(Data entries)
************
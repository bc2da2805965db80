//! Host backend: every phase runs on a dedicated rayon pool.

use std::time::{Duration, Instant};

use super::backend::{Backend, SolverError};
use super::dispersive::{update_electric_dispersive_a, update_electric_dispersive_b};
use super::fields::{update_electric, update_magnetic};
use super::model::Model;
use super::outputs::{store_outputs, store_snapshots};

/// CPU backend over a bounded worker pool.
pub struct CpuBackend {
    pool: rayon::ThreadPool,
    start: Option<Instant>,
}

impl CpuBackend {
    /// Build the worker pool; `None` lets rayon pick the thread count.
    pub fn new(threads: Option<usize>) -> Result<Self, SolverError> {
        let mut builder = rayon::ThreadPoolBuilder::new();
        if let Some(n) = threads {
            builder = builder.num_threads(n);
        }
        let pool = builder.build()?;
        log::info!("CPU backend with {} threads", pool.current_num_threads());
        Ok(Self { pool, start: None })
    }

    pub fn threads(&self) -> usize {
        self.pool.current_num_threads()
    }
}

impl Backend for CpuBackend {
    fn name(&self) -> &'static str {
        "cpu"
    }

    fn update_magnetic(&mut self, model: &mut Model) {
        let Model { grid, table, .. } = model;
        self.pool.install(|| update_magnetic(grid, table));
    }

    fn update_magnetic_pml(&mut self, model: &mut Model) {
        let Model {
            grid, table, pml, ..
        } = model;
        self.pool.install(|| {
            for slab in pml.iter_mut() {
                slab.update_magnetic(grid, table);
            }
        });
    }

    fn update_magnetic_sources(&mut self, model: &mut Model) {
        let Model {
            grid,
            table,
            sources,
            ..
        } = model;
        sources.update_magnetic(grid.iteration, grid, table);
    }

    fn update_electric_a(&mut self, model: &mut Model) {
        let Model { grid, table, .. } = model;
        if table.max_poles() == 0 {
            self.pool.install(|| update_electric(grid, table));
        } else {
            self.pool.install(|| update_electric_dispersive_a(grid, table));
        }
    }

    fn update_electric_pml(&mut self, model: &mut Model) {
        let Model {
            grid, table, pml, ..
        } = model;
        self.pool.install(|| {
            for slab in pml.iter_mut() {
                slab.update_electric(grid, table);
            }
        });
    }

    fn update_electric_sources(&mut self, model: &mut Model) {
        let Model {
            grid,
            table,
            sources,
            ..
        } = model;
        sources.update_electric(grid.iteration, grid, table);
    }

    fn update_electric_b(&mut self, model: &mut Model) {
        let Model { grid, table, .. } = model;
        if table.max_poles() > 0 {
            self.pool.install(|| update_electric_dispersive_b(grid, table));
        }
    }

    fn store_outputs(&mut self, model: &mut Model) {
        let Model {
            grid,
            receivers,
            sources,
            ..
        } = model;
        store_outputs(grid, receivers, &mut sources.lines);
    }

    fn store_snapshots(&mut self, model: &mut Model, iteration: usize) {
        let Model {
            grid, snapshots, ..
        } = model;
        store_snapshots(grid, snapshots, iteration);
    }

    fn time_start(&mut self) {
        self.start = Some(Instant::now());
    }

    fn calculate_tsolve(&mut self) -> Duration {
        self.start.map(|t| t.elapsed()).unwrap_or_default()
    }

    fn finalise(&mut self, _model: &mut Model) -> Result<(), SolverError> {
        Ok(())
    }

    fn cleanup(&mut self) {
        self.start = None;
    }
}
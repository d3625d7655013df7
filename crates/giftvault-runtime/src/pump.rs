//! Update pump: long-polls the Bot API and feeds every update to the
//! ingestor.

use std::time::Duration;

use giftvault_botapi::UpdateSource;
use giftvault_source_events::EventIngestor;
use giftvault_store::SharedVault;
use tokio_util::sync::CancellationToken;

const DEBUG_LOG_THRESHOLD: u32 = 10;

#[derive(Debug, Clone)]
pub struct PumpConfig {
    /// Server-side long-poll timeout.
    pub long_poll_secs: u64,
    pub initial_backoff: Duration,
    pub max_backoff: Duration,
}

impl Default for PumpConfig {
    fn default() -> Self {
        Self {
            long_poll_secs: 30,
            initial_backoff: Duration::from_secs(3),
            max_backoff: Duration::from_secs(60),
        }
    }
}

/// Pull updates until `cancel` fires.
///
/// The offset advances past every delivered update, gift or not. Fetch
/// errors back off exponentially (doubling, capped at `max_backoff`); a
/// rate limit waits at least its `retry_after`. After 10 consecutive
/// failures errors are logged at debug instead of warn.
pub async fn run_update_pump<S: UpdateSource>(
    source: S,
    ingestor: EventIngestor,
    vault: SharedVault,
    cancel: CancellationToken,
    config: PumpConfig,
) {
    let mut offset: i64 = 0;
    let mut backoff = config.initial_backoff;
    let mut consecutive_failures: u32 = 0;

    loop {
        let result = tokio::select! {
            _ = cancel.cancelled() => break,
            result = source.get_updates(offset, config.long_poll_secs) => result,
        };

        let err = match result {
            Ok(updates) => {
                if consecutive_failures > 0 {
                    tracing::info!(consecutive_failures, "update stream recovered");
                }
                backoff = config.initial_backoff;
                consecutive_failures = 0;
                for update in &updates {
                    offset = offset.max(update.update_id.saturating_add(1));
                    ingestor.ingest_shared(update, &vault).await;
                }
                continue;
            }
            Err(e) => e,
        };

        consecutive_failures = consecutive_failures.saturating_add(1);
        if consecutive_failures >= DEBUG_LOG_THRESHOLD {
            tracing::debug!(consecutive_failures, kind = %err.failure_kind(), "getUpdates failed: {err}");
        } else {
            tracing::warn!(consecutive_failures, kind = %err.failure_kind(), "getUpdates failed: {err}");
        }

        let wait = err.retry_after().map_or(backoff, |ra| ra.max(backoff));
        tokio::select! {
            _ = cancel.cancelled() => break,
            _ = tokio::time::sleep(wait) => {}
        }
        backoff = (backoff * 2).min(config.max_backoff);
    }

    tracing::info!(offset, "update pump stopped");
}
************
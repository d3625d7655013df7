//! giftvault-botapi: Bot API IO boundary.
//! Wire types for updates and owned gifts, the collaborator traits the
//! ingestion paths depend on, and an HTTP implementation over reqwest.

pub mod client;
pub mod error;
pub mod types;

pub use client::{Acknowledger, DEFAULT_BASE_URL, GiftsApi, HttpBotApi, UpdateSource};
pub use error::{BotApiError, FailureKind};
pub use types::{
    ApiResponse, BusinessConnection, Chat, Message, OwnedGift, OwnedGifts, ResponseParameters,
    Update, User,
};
************
* **What the exercise asks**: Provide the number of lines in the records above containing the string "tracing", and write nothing more.

* **Answer section**: 4